## [What is being asked]
Keep only those lines of the records that include the string "document".

##### Source data #####

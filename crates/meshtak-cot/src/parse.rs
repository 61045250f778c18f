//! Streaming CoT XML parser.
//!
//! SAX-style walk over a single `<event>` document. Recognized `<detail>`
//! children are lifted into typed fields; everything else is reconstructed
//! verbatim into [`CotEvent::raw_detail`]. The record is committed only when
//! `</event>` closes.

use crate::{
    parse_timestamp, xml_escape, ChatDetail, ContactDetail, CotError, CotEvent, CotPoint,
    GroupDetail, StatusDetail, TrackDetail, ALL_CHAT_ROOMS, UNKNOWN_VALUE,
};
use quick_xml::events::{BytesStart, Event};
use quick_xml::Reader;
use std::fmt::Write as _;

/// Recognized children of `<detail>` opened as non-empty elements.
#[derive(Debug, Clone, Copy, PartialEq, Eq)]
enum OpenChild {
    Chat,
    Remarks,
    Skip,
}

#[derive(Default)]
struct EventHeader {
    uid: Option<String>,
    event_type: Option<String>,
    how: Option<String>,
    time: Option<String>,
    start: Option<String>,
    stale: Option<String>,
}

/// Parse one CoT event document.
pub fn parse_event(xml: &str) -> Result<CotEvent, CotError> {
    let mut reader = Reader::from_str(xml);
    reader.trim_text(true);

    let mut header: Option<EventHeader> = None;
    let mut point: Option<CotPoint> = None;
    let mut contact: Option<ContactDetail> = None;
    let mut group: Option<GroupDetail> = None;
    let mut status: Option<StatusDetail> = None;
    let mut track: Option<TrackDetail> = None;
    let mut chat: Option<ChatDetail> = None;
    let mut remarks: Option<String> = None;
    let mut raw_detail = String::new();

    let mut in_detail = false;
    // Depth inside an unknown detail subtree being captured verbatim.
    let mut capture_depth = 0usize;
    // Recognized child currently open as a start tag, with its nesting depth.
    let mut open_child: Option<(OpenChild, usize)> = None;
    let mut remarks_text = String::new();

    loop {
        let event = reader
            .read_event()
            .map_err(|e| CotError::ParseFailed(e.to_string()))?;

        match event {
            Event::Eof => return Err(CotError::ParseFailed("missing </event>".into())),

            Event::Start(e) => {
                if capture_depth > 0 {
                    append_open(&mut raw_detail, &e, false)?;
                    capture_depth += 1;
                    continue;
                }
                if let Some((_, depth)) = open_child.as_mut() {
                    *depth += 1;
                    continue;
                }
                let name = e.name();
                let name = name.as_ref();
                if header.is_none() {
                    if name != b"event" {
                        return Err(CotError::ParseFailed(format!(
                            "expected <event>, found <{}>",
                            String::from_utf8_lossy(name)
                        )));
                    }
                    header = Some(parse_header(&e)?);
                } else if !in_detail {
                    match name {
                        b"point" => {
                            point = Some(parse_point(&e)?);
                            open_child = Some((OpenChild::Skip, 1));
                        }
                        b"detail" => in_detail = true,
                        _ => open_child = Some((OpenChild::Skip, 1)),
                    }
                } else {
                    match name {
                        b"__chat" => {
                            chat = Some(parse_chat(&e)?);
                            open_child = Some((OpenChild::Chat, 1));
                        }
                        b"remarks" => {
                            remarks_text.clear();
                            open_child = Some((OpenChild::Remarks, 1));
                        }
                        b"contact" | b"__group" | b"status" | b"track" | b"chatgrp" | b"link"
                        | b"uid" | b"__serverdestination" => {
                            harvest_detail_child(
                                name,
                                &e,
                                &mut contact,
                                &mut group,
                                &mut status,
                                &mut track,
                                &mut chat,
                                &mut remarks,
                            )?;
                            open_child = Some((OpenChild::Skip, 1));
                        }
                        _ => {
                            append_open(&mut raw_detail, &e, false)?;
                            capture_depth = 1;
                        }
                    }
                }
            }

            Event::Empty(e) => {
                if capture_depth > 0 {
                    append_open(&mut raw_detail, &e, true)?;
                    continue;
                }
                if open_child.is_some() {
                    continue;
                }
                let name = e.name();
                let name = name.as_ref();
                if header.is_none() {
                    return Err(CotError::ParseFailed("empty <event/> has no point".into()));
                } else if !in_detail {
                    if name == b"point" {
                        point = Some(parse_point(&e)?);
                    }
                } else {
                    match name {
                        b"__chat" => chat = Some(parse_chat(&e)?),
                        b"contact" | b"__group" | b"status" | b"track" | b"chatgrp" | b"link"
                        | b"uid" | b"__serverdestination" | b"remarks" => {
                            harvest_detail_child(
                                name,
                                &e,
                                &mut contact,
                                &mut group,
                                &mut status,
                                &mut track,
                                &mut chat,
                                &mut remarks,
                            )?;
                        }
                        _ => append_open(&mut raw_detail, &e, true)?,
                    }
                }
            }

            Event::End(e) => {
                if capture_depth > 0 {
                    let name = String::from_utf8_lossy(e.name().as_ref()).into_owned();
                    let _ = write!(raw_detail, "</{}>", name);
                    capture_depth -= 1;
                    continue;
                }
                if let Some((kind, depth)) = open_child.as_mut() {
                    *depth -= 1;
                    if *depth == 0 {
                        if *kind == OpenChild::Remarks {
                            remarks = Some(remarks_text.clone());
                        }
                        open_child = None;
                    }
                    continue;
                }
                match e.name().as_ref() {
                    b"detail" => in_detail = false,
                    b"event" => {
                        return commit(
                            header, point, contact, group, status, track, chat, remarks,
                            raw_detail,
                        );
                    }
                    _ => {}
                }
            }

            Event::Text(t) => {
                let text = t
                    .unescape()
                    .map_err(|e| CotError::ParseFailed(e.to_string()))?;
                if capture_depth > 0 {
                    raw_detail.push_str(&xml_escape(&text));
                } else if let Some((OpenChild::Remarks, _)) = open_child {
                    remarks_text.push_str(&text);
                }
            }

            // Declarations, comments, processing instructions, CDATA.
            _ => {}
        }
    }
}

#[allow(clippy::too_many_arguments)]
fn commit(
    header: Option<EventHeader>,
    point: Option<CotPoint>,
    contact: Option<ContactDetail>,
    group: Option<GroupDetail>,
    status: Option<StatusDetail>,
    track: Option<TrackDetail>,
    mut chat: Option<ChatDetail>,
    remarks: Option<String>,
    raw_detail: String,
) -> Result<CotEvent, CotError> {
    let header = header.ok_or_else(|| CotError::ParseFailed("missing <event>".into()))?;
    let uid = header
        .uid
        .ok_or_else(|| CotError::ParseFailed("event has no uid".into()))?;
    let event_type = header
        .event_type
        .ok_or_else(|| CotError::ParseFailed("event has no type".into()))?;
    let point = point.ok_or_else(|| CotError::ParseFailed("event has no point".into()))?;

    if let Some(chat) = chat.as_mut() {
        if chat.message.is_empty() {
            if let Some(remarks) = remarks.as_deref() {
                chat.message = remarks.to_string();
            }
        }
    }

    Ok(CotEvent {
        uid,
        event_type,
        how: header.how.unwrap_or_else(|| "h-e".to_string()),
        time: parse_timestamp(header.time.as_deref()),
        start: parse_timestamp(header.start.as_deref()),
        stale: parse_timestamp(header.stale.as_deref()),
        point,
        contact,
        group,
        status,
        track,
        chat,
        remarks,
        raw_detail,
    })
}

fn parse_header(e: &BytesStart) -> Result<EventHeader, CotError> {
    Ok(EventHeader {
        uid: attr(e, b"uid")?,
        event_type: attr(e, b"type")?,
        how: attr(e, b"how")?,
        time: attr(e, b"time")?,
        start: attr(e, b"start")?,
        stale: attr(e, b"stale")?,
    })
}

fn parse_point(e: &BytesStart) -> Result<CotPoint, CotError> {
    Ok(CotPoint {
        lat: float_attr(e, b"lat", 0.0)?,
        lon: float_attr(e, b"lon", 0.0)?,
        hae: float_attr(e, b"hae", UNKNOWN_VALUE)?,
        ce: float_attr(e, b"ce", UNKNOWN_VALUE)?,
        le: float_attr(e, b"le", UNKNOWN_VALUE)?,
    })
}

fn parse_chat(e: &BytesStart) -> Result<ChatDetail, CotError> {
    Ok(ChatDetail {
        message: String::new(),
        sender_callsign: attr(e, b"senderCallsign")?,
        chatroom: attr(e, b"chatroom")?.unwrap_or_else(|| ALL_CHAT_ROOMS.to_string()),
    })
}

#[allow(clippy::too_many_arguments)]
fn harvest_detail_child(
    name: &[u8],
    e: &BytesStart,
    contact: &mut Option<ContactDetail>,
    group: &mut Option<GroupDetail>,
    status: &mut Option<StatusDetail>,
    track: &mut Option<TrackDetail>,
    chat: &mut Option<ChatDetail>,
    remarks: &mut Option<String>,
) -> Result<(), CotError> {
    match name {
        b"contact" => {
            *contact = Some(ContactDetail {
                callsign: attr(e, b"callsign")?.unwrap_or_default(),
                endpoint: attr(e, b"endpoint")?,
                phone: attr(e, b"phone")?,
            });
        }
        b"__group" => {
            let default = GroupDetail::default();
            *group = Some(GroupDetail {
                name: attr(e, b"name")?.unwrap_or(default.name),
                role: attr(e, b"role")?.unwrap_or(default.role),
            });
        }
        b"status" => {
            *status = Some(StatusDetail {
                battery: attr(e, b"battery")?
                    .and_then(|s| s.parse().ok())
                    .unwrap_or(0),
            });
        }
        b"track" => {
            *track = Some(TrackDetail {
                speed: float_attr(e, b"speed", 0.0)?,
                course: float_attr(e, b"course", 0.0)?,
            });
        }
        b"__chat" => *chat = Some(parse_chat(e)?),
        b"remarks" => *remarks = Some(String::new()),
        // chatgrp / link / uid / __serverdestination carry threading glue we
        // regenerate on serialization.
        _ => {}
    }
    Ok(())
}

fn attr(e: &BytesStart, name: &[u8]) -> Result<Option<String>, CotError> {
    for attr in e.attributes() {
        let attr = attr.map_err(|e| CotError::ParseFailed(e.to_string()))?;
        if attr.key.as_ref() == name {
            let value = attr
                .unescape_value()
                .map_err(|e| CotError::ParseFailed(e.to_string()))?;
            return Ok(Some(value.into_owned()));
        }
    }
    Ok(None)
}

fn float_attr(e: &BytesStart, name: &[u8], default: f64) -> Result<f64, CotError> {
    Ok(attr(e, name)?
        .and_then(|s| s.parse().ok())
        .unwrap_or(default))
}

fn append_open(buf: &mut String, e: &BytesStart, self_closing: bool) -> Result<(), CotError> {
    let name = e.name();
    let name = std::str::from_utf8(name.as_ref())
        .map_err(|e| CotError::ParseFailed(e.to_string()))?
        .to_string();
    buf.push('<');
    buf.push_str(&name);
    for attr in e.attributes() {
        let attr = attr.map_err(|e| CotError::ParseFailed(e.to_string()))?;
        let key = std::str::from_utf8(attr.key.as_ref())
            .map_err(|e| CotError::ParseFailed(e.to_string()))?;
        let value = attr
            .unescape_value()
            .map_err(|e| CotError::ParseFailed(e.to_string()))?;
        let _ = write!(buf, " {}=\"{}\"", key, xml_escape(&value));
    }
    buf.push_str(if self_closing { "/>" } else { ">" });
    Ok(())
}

#####

## [Response area]
//! SAX-style walk over a single `<event>` document. Recognized `<detail>`
/// Parse one CoT event document.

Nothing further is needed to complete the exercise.